Within the entries below, the lines from the one with "use thiserror::Error;" through the one with "std::fs::write(path, self.to_toml_string()?)?;" are to be set down exactly, both ends kept.

Records START

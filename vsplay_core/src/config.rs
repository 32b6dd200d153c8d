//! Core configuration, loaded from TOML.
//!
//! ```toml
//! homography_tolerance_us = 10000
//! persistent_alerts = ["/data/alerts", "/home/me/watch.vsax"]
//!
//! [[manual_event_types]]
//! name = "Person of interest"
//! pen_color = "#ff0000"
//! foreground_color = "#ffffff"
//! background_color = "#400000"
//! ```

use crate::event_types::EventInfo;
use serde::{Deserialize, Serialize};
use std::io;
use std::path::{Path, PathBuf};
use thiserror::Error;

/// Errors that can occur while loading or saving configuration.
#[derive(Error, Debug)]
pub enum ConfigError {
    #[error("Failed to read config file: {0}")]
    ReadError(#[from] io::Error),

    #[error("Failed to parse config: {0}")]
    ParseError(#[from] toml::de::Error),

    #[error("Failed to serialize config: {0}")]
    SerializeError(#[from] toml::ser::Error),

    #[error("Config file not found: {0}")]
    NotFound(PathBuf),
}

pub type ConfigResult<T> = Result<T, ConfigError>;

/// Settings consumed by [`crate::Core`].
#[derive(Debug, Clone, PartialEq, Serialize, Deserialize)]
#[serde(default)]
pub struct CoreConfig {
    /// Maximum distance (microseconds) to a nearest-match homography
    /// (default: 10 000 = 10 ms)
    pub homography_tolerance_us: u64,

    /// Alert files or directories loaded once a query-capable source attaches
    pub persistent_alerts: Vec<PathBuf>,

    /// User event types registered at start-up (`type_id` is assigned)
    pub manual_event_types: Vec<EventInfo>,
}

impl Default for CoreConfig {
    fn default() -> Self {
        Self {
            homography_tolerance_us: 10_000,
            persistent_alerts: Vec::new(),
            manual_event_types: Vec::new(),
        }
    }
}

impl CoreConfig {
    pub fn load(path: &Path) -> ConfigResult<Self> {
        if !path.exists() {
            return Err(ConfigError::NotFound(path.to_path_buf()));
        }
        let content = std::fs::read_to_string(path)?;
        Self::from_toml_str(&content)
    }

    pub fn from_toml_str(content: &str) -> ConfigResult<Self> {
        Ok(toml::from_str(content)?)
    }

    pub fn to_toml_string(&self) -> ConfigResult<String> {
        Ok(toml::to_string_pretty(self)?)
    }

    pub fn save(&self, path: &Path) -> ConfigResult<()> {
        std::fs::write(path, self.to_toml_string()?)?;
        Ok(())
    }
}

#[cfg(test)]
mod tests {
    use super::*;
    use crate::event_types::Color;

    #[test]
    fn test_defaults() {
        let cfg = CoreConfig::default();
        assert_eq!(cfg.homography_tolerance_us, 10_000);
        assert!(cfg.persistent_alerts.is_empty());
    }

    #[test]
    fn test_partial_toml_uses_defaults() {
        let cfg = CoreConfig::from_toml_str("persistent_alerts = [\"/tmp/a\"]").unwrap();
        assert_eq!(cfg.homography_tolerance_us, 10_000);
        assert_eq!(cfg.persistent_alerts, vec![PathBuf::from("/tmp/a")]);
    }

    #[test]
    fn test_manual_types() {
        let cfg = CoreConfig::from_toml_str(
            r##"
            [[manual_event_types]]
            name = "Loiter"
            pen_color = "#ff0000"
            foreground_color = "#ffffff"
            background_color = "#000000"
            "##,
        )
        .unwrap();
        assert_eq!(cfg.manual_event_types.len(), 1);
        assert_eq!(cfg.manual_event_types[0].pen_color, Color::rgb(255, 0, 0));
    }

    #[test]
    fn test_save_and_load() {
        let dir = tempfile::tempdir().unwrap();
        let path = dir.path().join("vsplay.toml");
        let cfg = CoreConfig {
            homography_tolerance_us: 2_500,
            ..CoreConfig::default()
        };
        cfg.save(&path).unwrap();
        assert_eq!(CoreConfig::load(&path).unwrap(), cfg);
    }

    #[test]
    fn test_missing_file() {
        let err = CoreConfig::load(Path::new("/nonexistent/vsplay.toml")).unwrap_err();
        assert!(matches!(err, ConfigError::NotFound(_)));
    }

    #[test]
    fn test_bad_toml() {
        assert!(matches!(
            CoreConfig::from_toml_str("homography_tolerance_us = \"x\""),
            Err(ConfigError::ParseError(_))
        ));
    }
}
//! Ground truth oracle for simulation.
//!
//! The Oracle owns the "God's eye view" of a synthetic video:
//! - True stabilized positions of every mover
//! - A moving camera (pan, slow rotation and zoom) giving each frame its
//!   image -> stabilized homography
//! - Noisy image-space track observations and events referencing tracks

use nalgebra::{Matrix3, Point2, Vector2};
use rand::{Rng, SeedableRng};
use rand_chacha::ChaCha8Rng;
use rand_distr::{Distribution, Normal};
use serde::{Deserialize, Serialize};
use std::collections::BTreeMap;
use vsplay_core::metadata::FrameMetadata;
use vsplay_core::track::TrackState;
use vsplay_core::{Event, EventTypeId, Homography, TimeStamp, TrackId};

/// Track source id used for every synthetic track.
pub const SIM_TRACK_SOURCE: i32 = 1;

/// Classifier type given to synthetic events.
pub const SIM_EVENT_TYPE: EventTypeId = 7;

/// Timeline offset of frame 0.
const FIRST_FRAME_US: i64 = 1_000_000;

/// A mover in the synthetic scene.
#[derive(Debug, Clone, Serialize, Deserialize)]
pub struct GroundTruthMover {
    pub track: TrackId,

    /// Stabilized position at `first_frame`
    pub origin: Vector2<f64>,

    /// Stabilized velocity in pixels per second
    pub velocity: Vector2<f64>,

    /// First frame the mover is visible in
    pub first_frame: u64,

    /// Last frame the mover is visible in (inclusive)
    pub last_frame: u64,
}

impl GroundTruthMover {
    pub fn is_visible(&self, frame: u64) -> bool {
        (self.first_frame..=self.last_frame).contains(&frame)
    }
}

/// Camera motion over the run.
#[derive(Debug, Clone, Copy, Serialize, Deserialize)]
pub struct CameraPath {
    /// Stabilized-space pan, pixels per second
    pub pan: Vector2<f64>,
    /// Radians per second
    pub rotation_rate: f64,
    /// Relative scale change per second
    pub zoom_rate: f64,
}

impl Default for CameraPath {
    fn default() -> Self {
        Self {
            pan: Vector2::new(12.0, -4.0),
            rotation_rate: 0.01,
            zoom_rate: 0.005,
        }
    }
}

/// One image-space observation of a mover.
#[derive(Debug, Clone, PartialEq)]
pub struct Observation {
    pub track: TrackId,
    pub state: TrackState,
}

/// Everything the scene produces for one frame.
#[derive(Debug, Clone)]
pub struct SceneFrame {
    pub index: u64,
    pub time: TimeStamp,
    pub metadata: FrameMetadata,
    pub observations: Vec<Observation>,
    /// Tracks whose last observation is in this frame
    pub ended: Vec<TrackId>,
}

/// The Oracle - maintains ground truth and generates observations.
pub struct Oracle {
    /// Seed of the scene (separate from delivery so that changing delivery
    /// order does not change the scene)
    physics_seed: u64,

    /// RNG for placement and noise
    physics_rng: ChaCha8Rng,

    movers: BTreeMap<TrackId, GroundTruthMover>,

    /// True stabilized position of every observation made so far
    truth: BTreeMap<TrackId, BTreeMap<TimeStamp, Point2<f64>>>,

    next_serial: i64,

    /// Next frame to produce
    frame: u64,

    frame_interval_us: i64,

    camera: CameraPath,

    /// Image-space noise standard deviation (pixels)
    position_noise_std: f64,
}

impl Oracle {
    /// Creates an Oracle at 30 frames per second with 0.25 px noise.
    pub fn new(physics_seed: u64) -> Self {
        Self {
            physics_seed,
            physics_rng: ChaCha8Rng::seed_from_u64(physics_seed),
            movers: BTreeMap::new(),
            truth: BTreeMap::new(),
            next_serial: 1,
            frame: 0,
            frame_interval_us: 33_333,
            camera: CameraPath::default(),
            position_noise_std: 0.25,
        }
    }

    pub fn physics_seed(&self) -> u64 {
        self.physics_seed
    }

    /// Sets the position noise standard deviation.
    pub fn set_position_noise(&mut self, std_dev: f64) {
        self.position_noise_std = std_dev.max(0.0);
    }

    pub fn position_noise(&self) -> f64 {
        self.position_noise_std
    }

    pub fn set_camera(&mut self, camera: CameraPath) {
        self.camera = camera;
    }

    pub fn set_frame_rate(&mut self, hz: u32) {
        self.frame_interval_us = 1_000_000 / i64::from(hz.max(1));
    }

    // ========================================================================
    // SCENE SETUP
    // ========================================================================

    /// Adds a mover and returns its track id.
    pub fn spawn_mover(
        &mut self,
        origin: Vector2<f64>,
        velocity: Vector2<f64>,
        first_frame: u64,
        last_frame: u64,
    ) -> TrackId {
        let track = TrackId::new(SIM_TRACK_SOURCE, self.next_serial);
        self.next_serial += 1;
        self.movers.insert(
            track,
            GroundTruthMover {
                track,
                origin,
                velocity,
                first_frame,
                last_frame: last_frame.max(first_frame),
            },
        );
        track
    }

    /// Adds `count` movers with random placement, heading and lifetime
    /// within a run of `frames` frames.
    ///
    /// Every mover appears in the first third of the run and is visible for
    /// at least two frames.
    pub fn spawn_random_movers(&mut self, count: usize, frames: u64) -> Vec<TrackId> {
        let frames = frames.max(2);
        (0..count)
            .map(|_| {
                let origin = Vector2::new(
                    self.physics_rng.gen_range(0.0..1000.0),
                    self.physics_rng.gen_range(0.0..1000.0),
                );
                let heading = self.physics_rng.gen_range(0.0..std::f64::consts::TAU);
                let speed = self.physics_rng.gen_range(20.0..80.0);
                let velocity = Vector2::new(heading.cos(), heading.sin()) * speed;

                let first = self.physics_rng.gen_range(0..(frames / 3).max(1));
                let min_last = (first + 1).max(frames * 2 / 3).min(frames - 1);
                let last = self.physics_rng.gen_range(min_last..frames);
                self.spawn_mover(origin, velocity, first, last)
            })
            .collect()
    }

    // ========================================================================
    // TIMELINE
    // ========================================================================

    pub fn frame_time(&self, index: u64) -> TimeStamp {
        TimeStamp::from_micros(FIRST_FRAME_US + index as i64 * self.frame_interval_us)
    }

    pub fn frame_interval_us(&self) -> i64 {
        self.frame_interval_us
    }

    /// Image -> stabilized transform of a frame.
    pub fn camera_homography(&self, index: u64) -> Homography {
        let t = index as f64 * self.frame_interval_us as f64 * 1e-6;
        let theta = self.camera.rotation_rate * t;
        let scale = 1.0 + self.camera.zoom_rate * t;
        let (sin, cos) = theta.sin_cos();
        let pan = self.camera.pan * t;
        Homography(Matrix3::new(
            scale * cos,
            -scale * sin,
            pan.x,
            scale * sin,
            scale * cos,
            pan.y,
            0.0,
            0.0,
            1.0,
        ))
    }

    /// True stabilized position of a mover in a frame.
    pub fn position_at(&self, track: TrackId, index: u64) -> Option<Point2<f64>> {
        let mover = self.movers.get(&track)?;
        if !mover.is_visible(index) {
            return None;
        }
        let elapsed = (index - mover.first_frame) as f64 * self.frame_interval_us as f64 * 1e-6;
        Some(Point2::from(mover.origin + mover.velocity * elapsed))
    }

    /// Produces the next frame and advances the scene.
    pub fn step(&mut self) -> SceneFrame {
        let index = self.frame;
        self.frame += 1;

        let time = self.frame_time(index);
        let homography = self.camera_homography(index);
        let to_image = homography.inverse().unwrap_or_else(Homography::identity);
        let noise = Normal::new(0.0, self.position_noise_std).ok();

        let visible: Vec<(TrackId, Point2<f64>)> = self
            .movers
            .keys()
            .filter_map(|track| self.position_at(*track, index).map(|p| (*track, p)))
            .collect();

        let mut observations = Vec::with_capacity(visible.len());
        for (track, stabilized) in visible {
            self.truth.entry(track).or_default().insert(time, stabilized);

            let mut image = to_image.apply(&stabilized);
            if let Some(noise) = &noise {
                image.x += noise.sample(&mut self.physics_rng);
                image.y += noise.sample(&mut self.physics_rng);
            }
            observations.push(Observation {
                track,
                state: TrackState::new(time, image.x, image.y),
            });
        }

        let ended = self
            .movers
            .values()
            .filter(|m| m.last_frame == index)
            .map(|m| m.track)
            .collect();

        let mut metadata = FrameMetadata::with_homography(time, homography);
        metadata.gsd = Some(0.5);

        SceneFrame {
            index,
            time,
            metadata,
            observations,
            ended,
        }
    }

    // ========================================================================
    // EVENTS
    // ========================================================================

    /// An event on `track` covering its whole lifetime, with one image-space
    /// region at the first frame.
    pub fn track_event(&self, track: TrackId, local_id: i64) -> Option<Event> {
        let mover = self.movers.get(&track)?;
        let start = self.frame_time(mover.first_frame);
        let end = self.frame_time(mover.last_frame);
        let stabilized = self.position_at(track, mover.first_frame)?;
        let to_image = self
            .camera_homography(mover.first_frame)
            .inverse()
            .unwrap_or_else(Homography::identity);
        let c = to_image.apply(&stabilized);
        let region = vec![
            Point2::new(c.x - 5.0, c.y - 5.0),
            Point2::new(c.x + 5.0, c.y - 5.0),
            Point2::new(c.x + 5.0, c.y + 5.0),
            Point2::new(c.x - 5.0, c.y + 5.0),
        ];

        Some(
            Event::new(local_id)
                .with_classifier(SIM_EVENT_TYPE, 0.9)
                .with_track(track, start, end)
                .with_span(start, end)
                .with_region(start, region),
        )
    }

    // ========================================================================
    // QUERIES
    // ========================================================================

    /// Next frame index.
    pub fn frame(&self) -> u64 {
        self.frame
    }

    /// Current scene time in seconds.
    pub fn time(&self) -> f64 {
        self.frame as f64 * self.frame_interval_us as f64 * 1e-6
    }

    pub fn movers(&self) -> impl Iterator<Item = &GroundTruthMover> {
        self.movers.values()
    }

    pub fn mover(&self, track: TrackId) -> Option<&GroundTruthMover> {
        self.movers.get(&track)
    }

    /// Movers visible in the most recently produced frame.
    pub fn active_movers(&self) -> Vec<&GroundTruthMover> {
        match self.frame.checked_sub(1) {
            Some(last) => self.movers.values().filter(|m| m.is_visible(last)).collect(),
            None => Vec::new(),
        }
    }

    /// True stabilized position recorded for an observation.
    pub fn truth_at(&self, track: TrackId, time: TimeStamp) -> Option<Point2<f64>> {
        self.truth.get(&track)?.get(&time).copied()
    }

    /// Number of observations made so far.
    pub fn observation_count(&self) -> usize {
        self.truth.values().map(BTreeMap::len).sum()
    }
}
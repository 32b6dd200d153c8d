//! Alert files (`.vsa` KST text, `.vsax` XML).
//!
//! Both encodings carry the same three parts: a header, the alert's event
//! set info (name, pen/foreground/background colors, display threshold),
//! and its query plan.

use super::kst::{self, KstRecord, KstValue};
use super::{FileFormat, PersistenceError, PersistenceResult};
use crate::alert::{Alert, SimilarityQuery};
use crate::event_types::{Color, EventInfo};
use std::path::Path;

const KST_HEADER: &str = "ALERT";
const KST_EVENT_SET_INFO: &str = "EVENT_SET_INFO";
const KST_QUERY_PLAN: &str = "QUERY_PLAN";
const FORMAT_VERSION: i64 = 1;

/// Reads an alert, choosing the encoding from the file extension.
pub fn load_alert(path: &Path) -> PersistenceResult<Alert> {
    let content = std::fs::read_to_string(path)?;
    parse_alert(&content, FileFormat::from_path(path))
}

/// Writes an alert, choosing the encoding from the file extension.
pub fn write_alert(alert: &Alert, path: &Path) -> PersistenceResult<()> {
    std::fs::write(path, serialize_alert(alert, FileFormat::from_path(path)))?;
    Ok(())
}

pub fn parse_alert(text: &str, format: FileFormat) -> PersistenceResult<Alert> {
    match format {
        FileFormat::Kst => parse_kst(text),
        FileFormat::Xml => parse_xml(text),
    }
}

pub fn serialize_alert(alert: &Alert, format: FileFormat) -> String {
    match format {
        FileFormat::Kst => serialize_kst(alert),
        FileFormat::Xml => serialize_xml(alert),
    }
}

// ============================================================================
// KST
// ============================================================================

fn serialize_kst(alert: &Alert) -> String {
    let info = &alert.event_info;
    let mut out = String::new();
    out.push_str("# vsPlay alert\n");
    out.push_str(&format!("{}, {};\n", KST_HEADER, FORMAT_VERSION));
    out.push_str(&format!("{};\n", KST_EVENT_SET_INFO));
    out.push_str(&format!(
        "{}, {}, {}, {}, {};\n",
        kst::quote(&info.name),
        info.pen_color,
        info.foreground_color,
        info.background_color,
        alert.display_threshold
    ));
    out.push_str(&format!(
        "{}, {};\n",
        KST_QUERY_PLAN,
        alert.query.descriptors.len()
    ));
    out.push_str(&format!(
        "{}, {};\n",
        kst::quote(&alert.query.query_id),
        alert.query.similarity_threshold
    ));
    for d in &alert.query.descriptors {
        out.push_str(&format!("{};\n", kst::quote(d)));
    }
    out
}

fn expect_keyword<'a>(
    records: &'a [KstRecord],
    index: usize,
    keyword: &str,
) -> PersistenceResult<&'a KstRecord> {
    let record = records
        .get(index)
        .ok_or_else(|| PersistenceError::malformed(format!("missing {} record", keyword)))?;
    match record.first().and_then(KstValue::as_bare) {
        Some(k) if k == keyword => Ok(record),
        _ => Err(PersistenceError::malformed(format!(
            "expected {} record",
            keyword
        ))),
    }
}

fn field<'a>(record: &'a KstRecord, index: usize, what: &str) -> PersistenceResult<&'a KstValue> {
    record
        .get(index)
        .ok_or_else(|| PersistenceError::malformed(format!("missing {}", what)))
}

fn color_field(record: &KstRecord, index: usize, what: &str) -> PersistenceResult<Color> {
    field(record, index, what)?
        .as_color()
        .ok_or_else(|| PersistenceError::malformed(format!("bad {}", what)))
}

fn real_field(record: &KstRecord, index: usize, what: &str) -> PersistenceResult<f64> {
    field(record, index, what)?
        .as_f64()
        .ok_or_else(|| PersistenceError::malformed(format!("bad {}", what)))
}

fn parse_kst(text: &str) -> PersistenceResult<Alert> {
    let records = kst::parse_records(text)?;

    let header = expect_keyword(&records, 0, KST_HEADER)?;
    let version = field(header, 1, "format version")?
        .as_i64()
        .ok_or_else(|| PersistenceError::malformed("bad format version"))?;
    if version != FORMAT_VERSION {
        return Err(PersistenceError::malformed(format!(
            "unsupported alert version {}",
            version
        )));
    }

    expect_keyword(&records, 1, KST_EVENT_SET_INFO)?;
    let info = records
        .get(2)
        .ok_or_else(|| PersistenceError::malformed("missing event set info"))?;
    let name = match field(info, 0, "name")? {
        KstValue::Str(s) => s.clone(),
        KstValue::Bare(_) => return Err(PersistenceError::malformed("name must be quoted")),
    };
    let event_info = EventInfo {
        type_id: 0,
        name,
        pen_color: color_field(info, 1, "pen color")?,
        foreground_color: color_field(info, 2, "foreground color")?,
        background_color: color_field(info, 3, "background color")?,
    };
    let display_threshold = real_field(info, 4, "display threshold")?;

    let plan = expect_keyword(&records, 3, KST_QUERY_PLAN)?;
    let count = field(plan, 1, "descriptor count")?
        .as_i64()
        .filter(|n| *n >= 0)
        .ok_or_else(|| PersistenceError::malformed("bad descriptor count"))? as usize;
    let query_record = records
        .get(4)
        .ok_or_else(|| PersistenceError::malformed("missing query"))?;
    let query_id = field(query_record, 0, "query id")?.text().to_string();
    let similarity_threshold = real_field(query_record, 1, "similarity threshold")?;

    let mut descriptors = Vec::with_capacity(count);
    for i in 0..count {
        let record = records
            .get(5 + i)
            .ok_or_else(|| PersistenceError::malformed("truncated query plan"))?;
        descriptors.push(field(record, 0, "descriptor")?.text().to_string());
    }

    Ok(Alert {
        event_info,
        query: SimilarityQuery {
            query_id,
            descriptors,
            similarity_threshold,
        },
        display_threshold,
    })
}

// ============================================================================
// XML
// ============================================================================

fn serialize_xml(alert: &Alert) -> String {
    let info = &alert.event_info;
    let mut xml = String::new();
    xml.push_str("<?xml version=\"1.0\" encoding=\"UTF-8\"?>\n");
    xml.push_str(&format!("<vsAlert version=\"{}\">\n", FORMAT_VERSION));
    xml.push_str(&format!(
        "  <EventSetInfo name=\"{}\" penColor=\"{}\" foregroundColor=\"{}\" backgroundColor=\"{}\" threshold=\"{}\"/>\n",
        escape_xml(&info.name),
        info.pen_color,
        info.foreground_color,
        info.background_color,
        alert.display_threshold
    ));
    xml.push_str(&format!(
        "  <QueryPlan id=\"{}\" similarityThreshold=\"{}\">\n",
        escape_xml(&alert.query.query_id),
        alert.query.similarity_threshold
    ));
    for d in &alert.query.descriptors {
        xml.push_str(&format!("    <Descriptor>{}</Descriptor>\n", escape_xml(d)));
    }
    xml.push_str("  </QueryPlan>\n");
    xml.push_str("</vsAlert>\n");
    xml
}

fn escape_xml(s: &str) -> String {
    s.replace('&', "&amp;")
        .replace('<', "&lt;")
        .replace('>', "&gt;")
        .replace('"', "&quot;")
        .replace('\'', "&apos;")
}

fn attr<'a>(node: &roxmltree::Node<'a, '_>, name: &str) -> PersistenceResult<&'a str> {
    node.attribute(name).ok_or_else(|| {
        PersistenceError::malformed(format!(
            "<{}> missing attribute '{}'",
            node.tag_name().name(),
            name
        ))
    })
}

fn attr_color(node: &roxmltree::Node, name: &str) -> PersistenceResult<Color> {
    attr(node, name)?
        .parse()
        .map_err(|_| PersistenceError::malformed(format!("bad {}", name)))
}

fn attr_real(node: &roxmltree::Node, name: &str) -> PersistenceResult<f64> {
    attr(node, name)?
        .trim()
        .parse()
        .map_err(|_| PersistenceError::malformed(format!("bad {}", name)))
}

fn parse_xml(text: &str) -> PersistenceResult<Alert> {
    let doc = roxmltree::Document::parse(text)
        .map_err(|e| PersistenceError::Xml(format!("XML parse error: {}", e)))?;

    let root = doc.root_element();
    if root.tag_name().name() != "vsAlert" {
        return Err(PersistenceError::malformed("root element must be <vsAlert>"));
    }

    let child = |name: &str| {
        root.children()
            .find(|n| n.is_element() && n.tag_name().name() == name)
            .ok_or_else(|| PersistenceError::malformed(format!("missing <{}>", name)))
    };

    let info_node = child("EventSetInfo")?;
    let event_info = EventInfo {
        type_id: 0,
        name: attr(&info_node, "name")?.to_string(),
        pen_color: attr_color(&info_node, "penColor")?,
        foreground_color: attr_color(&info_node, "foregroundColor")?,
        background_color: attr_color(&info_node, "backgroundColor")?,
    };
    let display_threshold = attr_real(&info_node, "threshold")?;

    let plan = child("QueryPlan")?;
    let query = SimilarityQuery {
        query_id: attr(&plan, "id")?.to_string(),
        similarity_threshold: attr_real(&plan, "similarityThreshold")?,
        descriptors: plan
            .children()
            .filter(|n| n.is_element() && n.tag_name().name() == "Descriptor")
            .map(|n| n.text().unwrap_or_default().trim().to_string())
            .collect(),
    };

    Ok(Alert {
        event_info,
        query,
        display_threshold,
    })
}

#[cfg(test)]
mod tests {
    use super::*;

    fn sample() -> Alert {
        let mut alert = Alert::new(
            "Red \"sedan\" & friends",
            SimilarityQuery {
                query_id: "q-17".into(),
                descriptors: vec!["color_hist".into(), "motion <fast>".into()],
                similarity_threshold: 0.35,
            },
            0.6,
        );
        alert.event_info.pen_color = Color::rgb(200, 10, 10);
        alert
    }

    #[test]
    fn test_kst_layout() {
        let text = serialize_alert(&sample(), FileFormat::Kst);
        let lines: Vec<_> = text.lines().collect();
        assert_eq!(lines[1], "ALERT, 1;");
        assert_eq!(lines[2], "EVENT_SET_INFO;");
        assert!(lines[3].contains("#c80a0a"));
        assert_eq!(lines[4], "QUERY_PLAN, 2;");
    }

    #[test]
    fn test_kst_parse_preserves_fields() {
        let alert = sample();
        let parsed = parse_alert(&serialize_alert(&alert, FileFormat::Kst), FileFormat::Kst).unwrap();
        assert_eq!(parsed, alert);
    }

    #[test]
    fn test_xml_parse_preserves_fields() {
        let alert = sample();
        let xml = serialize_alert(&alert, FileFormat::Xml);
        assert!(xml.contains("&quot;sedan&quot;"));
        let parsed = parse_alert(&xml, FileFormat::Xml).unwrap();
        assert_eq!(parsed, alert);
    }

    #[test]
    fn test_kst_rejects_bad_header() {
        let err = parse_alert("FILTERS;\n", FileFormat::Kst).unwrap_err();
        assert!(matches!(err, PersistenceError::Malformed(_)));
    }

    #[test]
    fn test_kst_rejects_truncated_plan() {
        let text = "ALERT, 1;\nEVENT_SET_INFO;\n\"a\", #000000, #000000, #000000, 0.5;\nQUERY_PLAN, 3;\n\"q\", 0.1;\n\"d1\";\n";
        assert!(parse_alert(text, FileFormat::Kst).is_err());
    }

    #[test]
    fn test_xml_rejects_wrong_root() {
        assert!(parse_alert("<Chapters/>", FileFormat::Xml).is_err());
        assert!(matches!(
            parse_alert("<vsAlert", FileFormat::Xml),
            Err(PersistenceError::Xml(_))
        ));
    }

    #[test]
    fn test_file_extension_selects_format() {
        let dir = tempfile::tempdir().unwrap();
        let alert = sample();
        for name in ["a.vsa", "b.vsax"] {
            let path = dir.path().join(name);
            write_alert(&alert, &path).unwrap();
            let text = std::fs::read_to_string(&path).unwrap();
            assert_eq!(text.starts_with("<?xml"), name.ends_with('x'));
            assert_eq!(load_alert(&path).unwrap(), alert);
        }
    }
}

Records END

(Task output)
use thiserror::Error;

/// Errors that can occur while loading or saving configuration.
#[derive(Error, Debug)]
pub enum ConfigError {
    #[error("Failed to read config file: {0}")]
    ReadError(#[from] io::Error),

    #[error("Failed to parse config: {0}")]
    ParseError(#[from] toml::de::Error),

    #[error("Failed to serialize config: {0}")]
    SerializeError(#[from] toml::ser::Error),

    #[error("Config file not found: {0}")]
    NotFound(PathBuf),
}

pub type ConfigResult<T> = Result<T, ConfigError>;

/// Settings consumed by [`crate::Core`].
#[derive(Debug, Clone, PartialEq, Serialize, Deserialize)]
#[serde(default)]
pub struct CoreConfig {
    /// Maximum distance (microseconds) to a nearest-match homography
    /// (default: 10 000 = 10 ms)
    pub homography_tolerance_us: u64,

    /// Alert files or directories loaded once a query-capable source attaches
    pub persistent_alerts: Vec<PathBuf>,

    /// User event types registered at start-up (`type_id` is assigned)
    pub manual_event_types: Vec<EventInfo>,
}

impl Default for CoreConfig {
    fn default() -> Self {
        Self {
            homography_tolerance_us: 10_000,
            persistent_alerts: Vec::new(),
            manual_event_types: Vec::new(),
        }
    }
}

impl CoreConfig {
    pub fn load(path: &Path) -> ConfigResult<Self> {
        if !path.exists() {
            return Err(ConfigError::NotFound(path.to_path_buf()));
        }
        let content = std::fs::read_to_string(path)?;
        Self::from_toml_str(&content)
    }

    pub fn from_toml_str(content: &str) -> ConfigResult<Self> {
        Ok(toml::from_str(content)?)
    }

    pub fn to_toml_string(&self) -> ConfigResult<String> {
        Ok(toml::to_string_pretty(self)?)
    }

    pub fn save(&self, path: &Path) -> ConfigResult<()> {
        std::fs::write(path, self.to_toml_string()?)?;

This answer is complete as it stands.